Just as a preface, it's very important to me that this feature remain relatively simple. I'm looking to incorporate this into the core language, and I think one of ocaml's strengths is its simplicity. Of course, simplicity is a relative term in and of itself, but I think one of the reasons for the success of e.g. OOP is the fact that the concept is simple and maps naturally to our conception of the world. I see many languages that drown in their complexity, haskell being a very good example of that. The cognitive overhead that's involved in programming haskell is not that different (and may be much more) than programming in C++ IMO. The resulting code is much more terse and safe, but reading and writing complex systems might as well involve memory management and class hierarchies. Ocaml hits a sweet spot (again, IMO) of simplicity, safety and performance, and I'm not looking to change that.



Obviously the purity of a higher order function can be dependent on
the purity of its arguments. You need a syntax for the type of a
function that can reflect that.


Well, that's what hpure and hst are for -- feel free to suggest better names. A pure higher-order function forces its function arguments to all be pure. An hpure higher-order function does nothing impure, but can become either st or impure based on what it's called with.
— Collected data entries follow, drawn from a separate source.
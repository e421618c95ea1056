//! Policy record service
//!
//! `PolicyService` mediates between the API layer and the persistence
//! port. It validates drafts, stamps timestamps, and turns a missing
//! record into [`PolicyError::NotFound`] for update and delete.

use std::sync::Arc;

use core_kernel::{now_micros, HealthCheckResult, PolicyId, PortError};
use tracing::{debug, info, warn};

use crate::error::PolicyError;
use crate::policy::{InsurancePolicy, PolicyDraft};
use crate::ports::InsurancePolicyPort;
use crate::validation::validate_draft;

/// Service for managing insurance policy records
///
/// Each operation performs a single read or write against the port (update
/// and delete look the record up first). Concurrent writers are serialized
/// only by the store.
#[derive(Clone)]
pub struct PolicyService {
    port: Arc<dyn InsurancePolicyPort>,
}

impl PolicyService {
    /// Creates a new service over the given store
    pub fn new(port: Arc<dyn InsurancePolicyPort>) -> Self {
        Self { port }
    }

    /// Returns every record in storage order, without pagination
    pub async fn list_all(&self) -> Result<Vec<InsurancePolicy>, PolicyError> {
        let policies = self.port.find_all().await?;
        debug!(count = policies.len(), "Listed insurance policies");
        Ok(policies)
    }

    /// Retrieves a record by id
    ///
    /// A missing id is `Ok(None)`, never an error.
    pub async fn get_by_id(&self, id: PolicyId) -> Result<Option<InsurancePolicy>, PolicyError> {
        Ok(self.port.find_by_id(id).await?)
    }

    /// Creates a new record
    ///
    /// # Errors
    ///
    /// * `PolicyError::Validation` - a required field is blank or an amount is negative
    /// * `PolicyError::DuplicatePolicyNumber` - the store already holds the policy number
    pub async fn create(&self, draft: PolicyDraft) -> Result<InsurancePolicy, PolicyError> {
        validate_draft(&draft)?;

        let policy = self.port.insert(draft, now_micros()).await.map_err(|e| {
            if e.is_conflict() {
                warn!(error = %e, "Rejected duplicate policy number");
            }
            PolicyError::from(e)
        })?;

        info!(id = %policy.id, policy_number = %policy.policy_number, "Created insurance policy");
        Ok(policy)
    }

    /// Replaces every mutable field of an existing record
    ///
    /// `id` and `created_at` are preserved and `updated_at` moves strictly
    /// forward.
    ///
    /// # Errors
    ///
    /// * `PolicyError::NotFound` - no record has the id; nothing is changed
    /// * `PolicyError::Validation` / `PolicyError::DuplicatePolicyNumber` - as for create
    pub async fn update(
        &self,
        id: PolicyId,
        draft: PolicyDraft,
    ) -> Result<InsurancePolicy, PolicyError> {
        validate_draft(&draft)?;

        let mut policy = self
            .port
            .find_by_id(id)
            .await?
            .ok_or(PolicyError::NotFound(id))?;

        policy.apply(draft, now_micros());

        let saved = self.port.save(policy).await.map_err(|e| not_found_or(id, e))?;
        info!(id = %saved.id, "Updated insurance policy");
        Ok(saved)
    }

    /// Permanently deletes a record
    ///
    /// # Errors
    ///
    /// * `PolicyError::NotFound` - no record has the id
    pub async fn delete(&self, id: PolicyId) -> Result<(), PolicyError> {
        if self.port.find_by_id(id).await?.is_none() {
            return Err(PolicyError::NotFound(id));
        }

        if !self.port.delete(id).await? {
            return Err(PolicyError::NotFound(id));
        }

        info!(id = %id, "Deleted insurance policy");
        Ok(())
    }

    /// Reports the health of the underlying store
    pub async fn health(&self) -> HealthCheckResult {
        self.port.health_check().await
    }
}

// The record can vanish between lookup and write.
fn not_found_or(id: PolicyId, err: PortError) -> PolicyError {
    if err.is_not_found() {
        PolicyError::NotFound(id)
    } else {
        PolicyError::from(err)
    }
}
//! Test Data Builders
//!
//! Provides a builder for constructing policy drafts with sensible defaults.
//! Tests specify only the relevant fields and take defaults for the rest.

use chrono::NaiveDate;
use domain_policy::PolicyDraft;
use rust_decimal::Decimal;

use crate::fixtures::{AmountFixtures, StringFixtures, TemporalFixtures};

/// Builder for constructing test policy drafts
#[derive(Debug, Clone)]
pub struct PolicyDraftBuilder {
    draft: PolicyDraft,
}

impl Default for PolicyDraftBuilder {
    fn default() -> Self {
        Self::new()
    }
}

impl PolicyDraftBuilder {
    /// Creates a new builder with default values
    pub fn new() -> Self {
        Self {
            draft: PolicyDraft::new(
                StringFixtures::policy_number(),
                StringFixtures::insurance_type(),
                StringFixtures::provider(),
                AmountFixtures::premium(),
                AmountFixtures::coverage(),
                TemporalFixtures::policy_start(),
            ),
        }
    }

    /// Sets the policy number
    pub fn with_policy_number(mut self, number: impl Into<String>) -> Self {
        self.draft.policy_number = number.into();
        self
    }

    /// Sets the insurance type
    pub fn with_insurance_type(mut self, insurance_type: impl Into<String>) -> Self {
        self.draft.insurance_type = insurance_type.into();
        self
    }

    /// Sets the provider
    pub fn with_provider(mut self, provider: impl Into<String>) -> Self {
        self.draft.provider = provider.into();
        self
    }

    /// Sets the premium
    pub fn with_premium(mut self, premium: Decimal) -> Self {
        self.draft.premium = premium;
        self
    }

    /// Sets the coverage amount
    pub fn with_coverage_amount(mut self, amount: Decimal) -> Self {
        self.draft.coverage_amount = amount;
        self
    }

    /// Sets the start date
    pub fn with_start_date(mut self, date: NaiveDate) -> Self {
        self.draft.start_date = date;
        self
    }

    /// Sets the end date
    pub fn with_end_date(mut self, date: NaiveDate) -> Self {
        self.draft.end_date = Some(date);
        self
    }

    /// Sets the status
    pub fn with_status(mut self, status: impl Into<String>) -> Self {
        self.draft.status = status.into();
        self
    }

    /// Sets the description
    pub fn with_description(mut self, description: impl Into<String>) -> Self {
        self.draft.description = Some(description.into());
        self
    }

    /// Builds the draft
    pub fn build(self) -> PolicyDraft {
        self.draft
    }
}

#[cfg(test)]
mod tests {
    use super::*;

    #[test]
    fn test_builder_defaults() {
        let draft = PolicyDraftBuilder::new().build();
        assert_eq!(draft.policy_number, "P-100");
        assert_eq!(draft.status, "Active");
        assert!(draft.end_date.is_none());
    }

    #[test]
    fn test_builder_overrides() {
        let draft = PolicyDraftBuilder::new()
            .with_policy_number("H-2")
            .with_status("Cancelled")
            .with_end_date(TemporalFixtures::policy_end())
            .with_description("note")
            .build();

        assert_eq!(draft.policy_number, "H-2");
        assert_eq!(draft.status, "Cancelled");
        assert_eq!(draft.end_date, Some(TemporalFixtures::policy_end()));
        assert_eq!(draft.description.as_deref(), Some("note"));
    }
}
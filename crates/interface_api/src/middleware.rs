//! Request audit logging

use axum::{
    body::Body,
    http::Request,
    middleware::Next,
    response::Response,
};
use chrono::Utc;
use tracing::{info, warn};

/// Logs every request with its request id, status and duration
///
/// Server errors are logged at `warn`, everything else at `info`.
pub async fn audit_middleware(request: Request<Body>, next: Next) -> Response {
    let method = request.method().clone();
    let uri = request.uri().clone();
    let request_id = request
        .headers()
        .get("x-request-id")
        .and_then(|h| h.to_str().ok())
        .unwrap_or("-")
        .to_string();

    let started = Utc::now();
    let response = next.run(request).await;
    let duration_ms = (Utc::now() - started).num_milliseconds();
    let status = response.status().as_u16();

    if response.status().is_server_error() {
        warn!(%method, %uri, %request_id, status, duration_ms, "Request failed");
    } else {
        info!(%method, %uri, %request_id, status, duration_ms, "Request handled");
    }

    response
}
Also note that once we're dealing with 2nd order high level functions, or functions saved into other types (records, ADTs), we can't infer the type of the function -- annotations must be used. Fortunately, the majority of cases involve things like mapping/folding a lambda or an external function -- all things that can be fully inferred.


Unfortunately in ocaml you have to annotate a lot if done right. You
need to create a lot of .mli files, module types or class types. Not
to mention GADT need type annoation for nearly every function.

So I'm not too sure about keeping this transparent.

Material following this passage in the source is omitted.